■ WORK TO BE COMPLETED ■
Report how many lines in the following entries contain "WHERE". Nothing else should be given.

■ DATA ■
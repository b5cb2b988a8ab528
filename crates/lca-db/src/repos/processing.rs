//! Processing record repository with partial measurement updates.

use chrono::Utc;

use lca_core::entities::ProcessingRecord;

use crate::error::DatabaseError;
use crate::helpers::{get_opt_f64, opt_f64_value, parse_datetime};
use crate::service::LcaService;
use crate::updates::processing::ProcessingUpdate;

const SELECT_COLS: &str = "id, assessment_id, energy_consumption_kwh, water_usage_m3, \
     waste_generation_tons, equipment_efficiency_pct, ai_estimated, created_at, updated_at";

fn row_to_processing(row: &libsql::Row) -> Result<ProcessingRecord, DatabaseError> {
    Ok(ProcessingRecord {
        id: row.get(0)?,
        assessment_id: row.get(1)?,
        energy_consumption_kwh: get_opt_f64(row, 2)?,
        water_usage_m3: get_opt_f64(row, 3)?,
        waste_generation_tons: get_opt_f64(row, 4)?,
        equipment_efficiency_pct: get_opt_f64(row, 5)?,
        ai_estimated: row.get::<i64>(6)? != 0,
        created_at: parse_datetime(&row.get::<String>(7)?)?,
        updated_at: parse_datetime(&row.get::<String>(8)?)?,
    })
}

impl LcaService {
    /// Record a processing step as entered by a person (`ai_estimated = false`).
    pub async fn create_processing(
        &self,
        assessment_id: i64,
        energy_consumption_kwh: Option<f64>,
        water_usage_m3: Option<f64>,
        waste_generation_tons: Option<f64>,
        equipment_efficiency_pct: Option<f64>,
    ) -> Result<ProcessingRecord, DatabaseError> {
        let now = Utc::now();

        self.db()
            .conn()
            .execute(
                "INSERT INTO processing_records
                 (assessment_id, energy_consumption_kwh, water_usage_m3, waste_generation_tons,
                  equipment_efficiency_pct, ai_estimated, created_at, updated_at)
                 VALUES (?1, ?2, ?3, ?4, ?5, 0, ?6, ?7)",
                libsql::params![
                    assessment_id,
                    opt_f64_value(energy_consumption_kwh),
                    opt_f64_value(water_usage_m3),
                    opt_f64_value(waste_generation_tons),
                    opt_f64_value(equipment_efficiency_pct),
                    now.to_rfc3339(),
                    now.to_rfc3339()
                ],
            )
            .await?;

        Ok(ProcessingRecord {
            id: self.db().conn().last_insert_rowid(),
            assessment_id,
            energy_consumption_kwh,
            water_usage_m3,
            waste_generation_tons,
            equipment_efficiency_pct,
            ai_estimated: false,
            created_at: now,
            updated_at: now,
        })
    }

    pub async fn get_processing(&self, id: i64) -> Result<ProcessingRecord, DatabaseError> {
        let mut rows = self
            .db()
            .conn()
            .query(
                &format!("SELECT {SELECT_COLS} FROM processing_records WHERE id = ?1"),
                [id],
            )
            .await?;
        let row = rows.next().await?.ok_or(DatabaseError::NoResult)?;
        row_to_processing(&row)
    }

    /// All processing records of an assessment, oldest first.
    pub async fn list_processing_for_assessment(
        &self,
        assessment_id: i64,
    ) -> Result<Vec<ProcessingRecord>, DatabaseError> {
        let mut rows = self
            .db()
            .conn()
            .query(
                &format!(
                    "SELECT {SELECT_COLS} FROM processing_records WHERE assessment_id = ?1 ORDER BY id"
                ),
                [assessment_id],
            )
            .await?;

        let mut records = Vec::new();
        while let Some(row) = rows.next().await? {
            records.push(row_to_processing(&row)?);
        }
        Ok(records)
    }

    /// Apply a partial update. Only `Some` fields are written; `updated_at` is
    /// refreshed whenever anything changes.
    pub async fn update_processing(
        &self,
        id: i64,
        update: &ProcessingUpdate,
    ) -> Result<ProcessingRecord, DatabaseError> {
        let mut sets = Vec::new();
        let mut params: Vec<libsql::Value> = Vec::new();
        let mut idx = 1usize;

        let measurements = [
            ("energy_consumption_kwh", update.energy_consumption_kwh),
            ("water_usage_m3", update.water_usage_m3),
            ("waste_generation_tons", update.waste_generation_tons),
            ("equipment_efficiency_pct", update.equipment_efficiency_pct),
        ];
        for (column, value) in measurements {
            if let Some(value) = value {
                sets.push(format!("{column} = ?{idx}"));
                params.push(opt_f64_value(value));
                idx += 1;
            }
        }
        if let Some(estimated) = update.ai_estimated {
            sets.push(format!("ai_estimated = ?{idx}"));
            params.push(libsql::Value::Integer(i64::from(estimated)));
            idx += 1;
        }

        if sets.is_empty() {
            return self.get_processing(id).await;
        }

        let now = Utc::now();
        sets.push(format!("updated_at = ?{idx}"));
        params.push(now.to_rfc3339().into());
        idx += 1;

        params.push(id.into());
        let sql = format!(
            "UPDATE processing_records SET {} WHERE id = ?{idx}",
            sets.join(", ")
        );
        let changed = self
            .db()
            .conn()
            .execute(&sql, libsql::params_from_iter(params))
            .await?;
        if changed == 0 {
            return Err(DatabaseError::NoResult);
        }

        self.get_processing(id).await
    }
}

#[cfg(test)]
mod tests {
    use super::*;
    use crate::test_support::helpers::{create_test_assessment, test_service};
    use crate::updates::processing::ProcessingUpdateBuilder;
    use lca_core::enums::MeasurementField;

    #[tokio::test]
    async fn create_processing_roundtrip() {
        let svc = test_service().await;
        let assessment = create_test_assessment(&svc, "steel").await;

        let record = svc
            .create_processing(assessment.id, Some(2000.0), None, Some(0.3), None)
            .await
            .unwrap();
        assert!(!record.ai_estimated);

        let fetched = svc.get_processing(record.id).await.unwrap();
        assert_eq!(fetched.energy_consumption_kwh, Some(2000.0));
        assert!(fetched.water_usage_m3.is_none());
        assert_eq!(fetched.waste_generation_tons, Some(0.3));
        assert!(fetched.equipment_efficiency_pct.is_none());
        assert!(!fetched.ai_estimated);
    }

    #[tokio::test]
    async fn update_sets_only_given_fields() {
        let svc = test_service().await;
        let assessment = create_test_assessment(&svc, "steel").await;
        let record = svc
            .create_processing(assessment.id, Some(2000.0), None, None, None)
            .await
            .unwrap();

        let update = ProcessingUpdateBuilder::new()
            .measurement(MeasurementField::WaterUsageM3, 4.8)
            .ai_estimated(true)
            .build();
        let updated = svc.update_processing(record.id, &update).await.unwrap();

        assert_eq!(updated.energy_consumption_kwh, Some(2000.0));
        assert_eq!(updated.water_usage_m3, Some(4.8));
        assert!(updated.waste_generation_tons.is_none());
        assert!(updated.ai_estimated);
        assert!(updated.updated_at >= record.updated_at);
    }

    #[tokio::test]
    async fn update_can_clear_a_measurement() {
        let svc = test_service().await;
        let assessment = create_test_assessment(&svc, "copper").await;
        let record = svc
            .create_processing(assessment.id, Some(10.0), Some(1.0), None, None)
            .await
            .unwrap();

        let update = ProcessingUpdateBuilder::new().water_usage_m3(None).build();
        let updated = svc.update_processing(record.id, &update).await.unwrap();
        assert!(updated.water_usage_m3.is_none());
        assert_eq!(updated.energy_consumption_kwh, Some(10.0));
    }

    #[tokio::test]
    async fn empty_update_is_a_read() {
        let svc = test_service().await;
        let assessment = create_test_assessment(&svc, "copper").await;
        let record = svc
            .create_processing(assessment.id, Some(10.0), None, None, None)
            .await
            .unwrap();

        let same = svc
            .update_processing(record.id, &ProcessingUpdate::default())
            .await
            .unwrap();
        assert_eq!(same.updated_at, record.updated_at);
    }

    #[tokio::test]
    async fn update_missing_record() {
        let svc = test_service().await;
        let update = ProcessingUpdateBuilder::new().ai_estimated(true).build();
        let result = svc.update_processing(12345, &update).await;
        assert!(matches!(result, Err(DatabaseError::NoResult)));
    }

    #[tokio::test]
    async fn integer_affinity_reads_as_float() {
        let svc = test_service().await;
        let assessment = create_test_assessment(&svc, "steel").await;
        svc.db()
            .conn()
            .execute(
                "INSERT INTO processing_records (assessment_id, energy_consumption_kwh) VALUES (?1, 2000)",
                [assessment.id],
            )
            .await
            .unwrap();

        let records = svc
            .list_processing_for_assessment(assessment.id)
            .await
            .unwrap();
        assert_eq!(records.len(), 1);
        assert_eq!(records[0].energy_consumption_kwh, Some(2000.0));
    }
}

■ RESULT OF THIS TASK ■
3